Missili russi lanciati verso la capitale ucraina Kiev

Le navi da guerra russe con un totale di 84 missili da crociera di tipo Kalibr sono pronte al combattimento nel Mar Nero e nel Mar Mediterraneo: è l’allarme lanciato dalla Marina ucraina, come riferisce Ukrinform.

Massiccio attacco russo con l’artiglieria questa mattina nell’area di confine della regione nord-orientale di Sumy: registrate quasi 30 esplosioni in un’ora e mezza, ha reso noto il Comando Nord dell’esercito ucraino.

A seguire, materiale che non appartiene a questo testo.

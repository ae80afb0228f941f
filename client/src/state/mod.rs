//! Client state modules.
//!
//! ARCHITECTURE
//! ============
//! State structs are plain data with pure transition methods. Components
//! wrap them in `RwSignal`s; the async loaders here take any
//! [`crate::net::api::ResourceApi`] so the same flows run against HTTP and
//! against the in-memory store in tests.

pub mod dashboard;
pub mod notice;
pub mod pagination;
pub mod reports;
pub mod resource;
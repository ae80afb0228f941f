//! Record counts for the dashboard tiles.

#[cfg(test)]
#[path = "dashboard_test.rs"]
mod dashboard_test;

use records::report::receipt_status;
use records::{
    Category, Distribution, FinancialYear, Grn, Institute, Invoice, Item, Location, PurchaseOrder, QuickGrn,
    QuickInvoice, Resource, Return, StockEntry, Unit, Vendor,
};

use crate::net::api::{ApiError, ResourceApi};

/// One dashboard tile linking to a record page.
#[derive(Clone, Debug, PartialEq, Eq)]
pub struct Tile {
    pub title: &'static str,
    pub href: String,
    pub count: usize,
}

impl Tile {
    fn of<R: Resource>(count: usize) -> Self {
        Self { title: R::PLURAL, href: format!("/{}", R::PATH), count }
    }
}

#[derive(Clone, Debug, Default, PartialEq, Eq)]
pub struct Dashboard {
    pub tiles: Vec<Tile>,
    /// Purchase orders with quantity still pending receipt.
    pub open_orders: usize,
}

async fn count<R: Resource, A: ResourceApi>(api: &A) -> Result<Tile, ApiError> {
    Ok(Tile::of::<R>(api.list::<R>().await?.len()))
}

/// Fetch every collection and count it.
///
/// # Errors
///
/// Returns the first failing request's error.
pub async fn load_dashboard<A: ResourceApi>(api: &A) -> Result<Dashboard, ApiError> {
    let orders = api.list::<PurchaseOrder>().await?;
    let grns = api.list::<Grn>().await?;
    let open_orders = orders.iter().filter(|po| !receipt_status(po, &grns).is_complete()).count();

    let tiles = vec![
        Tile::of::<PurchaseOrder>(orders.len()),
        Tile::of::<Grn>(grns.len()),
        count::<Invoice, _>(api).await?,
        count::<Distribution, _>(api).await?,
        count::<Return, _>(api).await?,
        count::<StockEntry, _>(api).await?,
        count::<QuickGrn, _>(api).await?,
        count::<QuickInvoice, _>(api).await?,
        count::<Vendor, _>(api).await?,
        count::<Item, _>(api).await?,
        count::<Category, _>(api).await?,
        count::<Unit, _>(api).await?,
        count::<Institute, _>(api).await?,
        count::<Location, _>(api).await?,
        count::<FinancialYear, _>(api).await?,
    ];
    Ok(Dashboard { tiles, open_orders })
}
//! In-memory [`ResourceApi`] used by controller tests.

use std::cell::{Cell, RefCell};
use std::collections::BTreeMap;

use records::Resource;
use serde_json::Value;

use super::api::{ApiError, ResourceApi, Upload};

/// Stores records as JSON per resource path and records every call made.
#[derive(Default)]
pub(crate) struct MemoryApi {
    tables: RefCell<BTreeMap<&'static str, Vec<Value>>>,
    next_id: Cell<i64>,
    fail_next: RefCell<Option<ApiError>>,
    calls: RefCell<Vec<String>>,
}

impl MemoryApi {
    pub(crate) fn new() -> Self {
        Self::default()
    }

    /// Insert `records` directly, assigning ids.
    pub(crate) fn seed<R: Resource>(&self, records: Vec<R>) -> Vec<R> {
        records.into_iter().map(|r| self.store(r)).collect()
    }

    /// Make the next call fail with `err`.
    pub(crate) fn fail_next(&self, err: ApiError) {
        *self.fail_next.borrow_mut() = Some(err);
    }

    /// Calls made so far, as `"<VERB> <path>"`.
    pub(crate) fn calls(&self) -> Vec<String> {
        self.calls.borrow().clone()
    }

    fn begin(&self, verb: &str, path: &str) -> Result<(), ApiError> {
        self.calls.borrow_mut().push(format!("{verb} {path}"));
        match self.fail_next.borrow_mut().take() {
            Some(err) => Err(err),
            None => Ok(()),
        }
    }

    fn store<R: Resource>(&self, mut record: R) -> R {
        let id = self.next_id.get() + 1;
        self.next_id.set(id);
        record.set_id(id);
        let value = serde_json::to_value(&record).unwrap_or(Value::Null);
        self.tables.borrow_mut().entry(R::PATH).or_default().push(value);
        record
    }

    fn rows<R: Resource>(&self) -> Vec<R> {
        self.tables
            .borrow()
            .get(R::PATH)
            .map(|rows| rows.iter().filter_map(|v| serde_json::from_value(v.clone()).ok()).collect())
            .unwrap_or_default()
    }

    fn not_found<R: Resource>(id: i64) -> ApiError {
        ApiError::Status { status: 404, message: format!("{} {id} not found", R::TITLE) }
    }
}

impl ResourceApi for MemoryApi {
    async fn list<R: Resource>(&self) -> Result<Vec<R>, ApiError> {
        self.begin("GET", R::PATH)?;
        Ok(self.rows())
    }

    async fn get<R: Resource>(&self, id: i64) -> Result<R, ApiError> {
        self.begin("GET", &format!("{}/{id}", R::PATH))?;
        self.rows::<R>()
            .into_iter()
            .find(|r| r.id() == id)
            .ok_or_else(|| Self::not_found::<R>(id))
    }

    async fn create<R: Resource>(&self, record: &R, file: Option<&Upload>) -> Result<R, ApiError> {
        self.begin("POST", R::PATH)?;
        let mut record = record.clone();
        if let Some(upload) = file {
            record.set_attachment(Some(format!("{}/{}", R::PATH, upload.name)));
        }
        Ok(self.store(record))
    }

    async fn update<R: Resource>(&self, id: i64, record: &R, file: Option<&Upload>) -> Result<R, ApiError> {
        self.begin("PUT", &format!("{}/{id}", R::PATH))?;
        let mut rows = self.rows::<R>();
        let slot = rows.iter_mut().find(|r| r.id() == id).ok_or_else(|| Self::not_found::<R>(id))?;
        let previous = slot.attachment().map(str::to_owned);
        *slot = record.clone();
        slot.set_id(id);
        match file {
            Some(upload) => slot.set_attachment(Some(format!("{}/{}", R::PATH, upload.name))),
            None if slot.attachment().is_none() => slot.set_attachment(previous),
            None => {}
        }
        let updated = slot.clone();
        let values = rows.iter().filter_map(|r| serde_json::to_value(r).ok()).collect();
        self.tables.borrow_mut().insert(R::PATH, values);
        Ok(updated)
    }

    async fn delete<R: Resource>(&self, id: i64) -> Result<(), ApiError> {
        self.begin("DELETE", &format!("{}/{id}", R::PATH))?;
        let mut rows = self.rows::<R>();
        let before = rows.len();
        rows.retain(|r| r.id() != id);
        if rows.len() == before {
            return Err(Self::not_found::<R>(id));
        }
        let values = rows.iter().filter_map(|r| serde_json::to_value(r).ok()).collect();
        self.tables.borrow_mut().insert(R::PATH, values);
        Ok(())
    }
}
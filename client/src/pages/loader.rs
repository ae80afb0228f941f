//! Loading for the read-only pages.
//!
//! ERROR HANDLING
//! ==============
//! A failed load is logged, raised as an error notice and leaves the page
//! in [`Load::Failed`]; there is no retry short of reloading the route.

use std::future::Future;

use leptos::prelude::*;

use crate::net::api::ApiError;

/// Lifecycle of data fetched once on mount.
#[derive(Clone, Debug, Default, PartialEq)]
pub(crate) enum Load<T> {
    #[default]
    Pending,
    Ready(T),
    Failed,
}

/// Run `load` in the browser and store its outcome in `target`.
pub(crate) fn load_once<T, Fut>(target: RwSignal<Load<T>>, what: &'static str, load: impl FnOnce() -> Fut + 'static)
where
    T: Send + Sync + 'static,
    Fut: Future<Output = Result<T, ApiError>> + 'static,
{
    #[cfg(feature = "hydrate")]
    {
        let notices = expect_context::<RwSignal<crate::state::notice::NoticeState>>();
        leptos::task::spawn_local(async move {
            match load().await {
                Ok(data) => target.set(Load::Ready(data)),
                Err(e) => {
                    leptos::logging::error!("loading {what} failed: {e}");
                    target.set(Load::Failed);
                    notices.update(|n| {
                        n.error(format!("Could not load {what}: {e}"));
                    });
                }
            }
        });
    }
    #[cfg(not(feature = "hydrate"))]
    {
        let _ = (target, what, load);
    }
}
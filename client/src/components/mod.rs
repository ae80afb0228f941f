//! Reusable UI component modules.
//!
//! SYSTEM CONTEXT
//! ==============
//! Components render the console chrome and the generic table/form
//! building blocks every record page is assembled from.

pub mod alert;
pub mod confirm_dialog;
pub mod data_table;
pub mod form_field;
pub mod nav;
pub mod resource_page;
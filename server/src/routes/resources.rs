//! Generic CRUD routes mounted once per record type.
//!
//! SYSTEM CONTEXT
//! ==============
//! For a resource with path `P` this serves `GET/POST /api/P` and
//! `GET/PUT/DELETE /api/P/{id}`. Bodies are JSON records; resources that
//! carry a document also accept `multipart/form-data` with a `payload` part
//! holding the record JSON and an optional `file` part.

#[cfg(test)]
#[path = "resources_test.rs"]
mod resources_test;

use axum::Router;
use axum::body::Bytes;
use axum::extract::multipart::MultipartError;
use axum::extract::{FromRequest, Multipart, Path, Request, State};
use axum::http::header::CONTENT_TYPE;
use axum::http::{HeaderMap, StatusCode};
use axum::response::Json;
use axum::routing::get;
use records::{Envelope, Resource};
use tracing::info;

use super::error::ApiError;
use crate::services::repo::{self, RepoError, Table};
use crate::services::uploads;
use crate::state::AppState;

/// Routes for one resource.
pub fn routes<R: Table>() -> Router<AppState> {
    Router::new()
        .route(&format!("/api/{}", R::PATH), get(list::<R>).post(create::<R>))
        .route(
            &format!("/api/{}/{{id}}", R::PATH),
            get(show::<R>).put(update::<R>).delete(destroy::<R>),
        )
}

/// A decoded create/update body.
struct Submission<R> {
    record: R,
    file: Option<FileUpload>,
}

struct FileUpload {
    name: String,
    bytes: Bytes,
}

// =============================================================================
// HANDLERS
// =============================================================================

/// `GET /api/:resource`: list all records.
async fn list<R: Table>(State(state): State<AppState>) -> Result<Json<Envelope<Vec<R>>>, ApiError> {
    let rows = repo::list::<R>(&state.pool).await?;
    Ok(Json(Envelope::new(rows)))
}

/// `GET /api/:resource/:id`: fetch one record.
async fn show<R: Table>(State(state): State<AppState>, Path(id): Path<i64>) -> Result<Json<Envelope<R>>, ApiError> {
    let row = repo::get::<R>(&state.pool, id).await?;
    Ok(Json(Envelope::new(row)))
}

/// `POST /api/:resource`: create a record, storing an attached file first.
///
/// The stored file is removed again if the insert fails.
async fn create<R: Table>(
    State(state): State<AppState>,
    request: Request,
) -> Result<(StatusCode, Json<Envelope<R>>), ApiError> {
    let Submission { mut record, file } = read_submission::<R>(&state, request).await?;
    let mut uploaded = None;
    if let Some(file) = file {
        let path = uploads::store(&state.config.upload_dir, R::PATH, &file.name, &file.bytes).await?;
        record.set_attachment(Some(path.clone()));
        uploaded = Some(path);
    }

    let stored = match repo::insert(&state.pool, &record).await {
        Ok(stored) => stored,
        Err(e) => return Err(abandon(&state, uploaded.as_deref(), e).await),
    };
    info!(resource = R::PATH, id = stored.id(), "record created");
    Ok((StatusCode::CREATED, Json(Envelope::new(stored))))
}

/// `PUT /api/:resource/:id`: replace a record.
///
/// An update without a new file keeps the previously stored document.
async fn update<R: Table>(
    State(state): State<AppState>,
    Path(id): Path<i64>,
    request: Request,
) -> Result<Json<Envelope<R>>, ApiError> {
    let Submission { mut record, file } = read_submission::<R>(&state, request).await?;
    record.set_id(id);

    let mut uploaded = None;
    if R::ATTACHMENT {
        if let Some(file) = file {
            let path = uploads::store(&state.config.upload_dir, R::PATH, &file.name, &file.bytes).await?;
            record.set_attachment(Some(path.clone()));
            uploaded = Some(path);
        } else if record.attachment().is_none() {
            let existing = repo::get::<R>(&state.pool, id).await?;
            record.set_attachment(existing.attachment().map(str::to_owned));
        }
    }

    let stored = match repo::update(&state.pool, id, &record).await {
        Ok(stored) => stored,
        Err(e) => return Err(abandon(&state, uploaded.as_deref(), e).await),
    };
    info!(resource = R::PATH, id, "record updated");
    Ok(Json(Envelope::new(stored)))
}

/// `DELETE /api/:resource/:id`: delete a record.
async fn destroy<R: Table>(State(state): State<AppState>, Path(id): Path<i64>) -> Result<StatusCode, ApiError> {
    repo::delete::<R>(&state.pool, id).await?;
    info!(resource = R::PATH, id, "record deleted");
    Ok(StatusCode::NO_CONTENT)
}

/// Remove the file stored for a write that failed, then surface the error.
async fn abandon(state: &AppState, uploaded: Option<&str>, err: RepoError) -> ApiError {
    if let Some(path) = uploaded {
        uploads::discard(&state.config.upload_dir, path).await;
    }
    err.into()
}

// =============================================================================
// BODY DECODING
// =============================================================================

pub(crate) fn is_multipart(headers: &HeaderMap) -> bool {
    headers
        .get(CONTENT_TYPE)
        .and_then(|v| v.to_str().ok())
        .is_some_and(|v| v.trim_start().to_ascii_lowercase().starts_with("multipart/form-data"))
}

/// Parse the `payload` part of a multipart submission.
pub(crate) fn parse_payload<R: Resource>(text: &str) -> Result<R, ApiError> {
    serde_json::from_str(text).map_err(|e| ApiError::Unprocessable(format!("invalid {} payload: {e}", R::TITLE)))
}

async fn read_submission<R: Table>(state: &AppState, request: Request) -> Result<Submission<R>, ApiError> {
    if !is_multipart(request.headers()) {
        let Json(record) = Json::<R>::from_request(request, state)
            .await
            .map_err(|e| ApiError::Rejected { status: e.status(), message: e.body_text() })?;
        return Ok(Submission { record, file: None });
    }

    if !R::ATTACHMENT {
        return Err(ApiError::Rejected {
            status: StatusCode::UNSUPPORTED_MEDIA_TYPE,
            message: format!("{} does not accept file uploads", R::PLURAL),
        });
    }

    let multipart = Multipart::from_request(request, state)
        .await
        .map_err(|e| ApiError::Rejected { status: e.status(), message: e.body_text() })?;
    read_multipart(multipart).await
}

async fn read_multipart<R: Resource>(mut multipart: Multipart) -> Result<Submission<R>, ApiError> {
    let mut record = None;
    let mut file = None;

    while let Some(field) = multipart.next_field().await.map_err(multipart_error)? {
        let name = field.name().map(str::to_owned);
        match name.as_deref() {
            Some("payload") => {
                let text = field.text().await.map_err(multipart_error)?;
                record = Some(parse_payload::<R>(&text)?);
            }
            Some("file") => {
                let filename = field.file_name().unwrap_or("upload").to_owned();
                let bytes = field.bytes().await.map_err(multipart_error)?;
                if !bytes.is_empty() {
                    file = Some(FileUpload { name: filename, bytes });
                }
            }
            _ => {}
        }
    }

    let record = record.ok_or_else(|| ApiError::Unprocessable("multipart body has no payload part".to_owned()))?;
    Ok(Submission { record, file })
}

fn multipart_error(err: MultipartError) -> ApiError {
    ApiError::Rejected { status: err.status(), message: err.body_text() }
}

Almeno 6.655 civili sono morti e altri 10.368 sono rimasti feriti in Ucraina dall’inizio dell’invasione russa, secondo l’Onu. Allarme aereo in tre regioni. “Kherson colpita 258 volte in sette giorni” denuncia Zelensky. Durante la notte le forze russe hanno sparato quattro missili sulle città di Dnipro e Nikopol senza causare vittime ma provocando “grave distruzione”.

La Nato “continuerà a stare a fianco dell’Ucraina per tutto il tempo necessario. Non arretreremo”. Lo assicura il segretario generale Jens Stoltenberg, intervenendo ad un convegno a Bucarest prima della ministeriale Esteri. “Al momento è impossibile qualsiasi dialogo” tra Mosca e Kiev perché i colloqui “vengono rifiutati del tutto dal lato ucraino”.

Lo ha dichiarato in conferenza stampa il portavoce del Cremlino, Dmitry Peskov. “L’operazione militare speciale continua”, ha aggiunto Peskov. Oggi in Romania riunione dei ministri degli Esteri della Nato.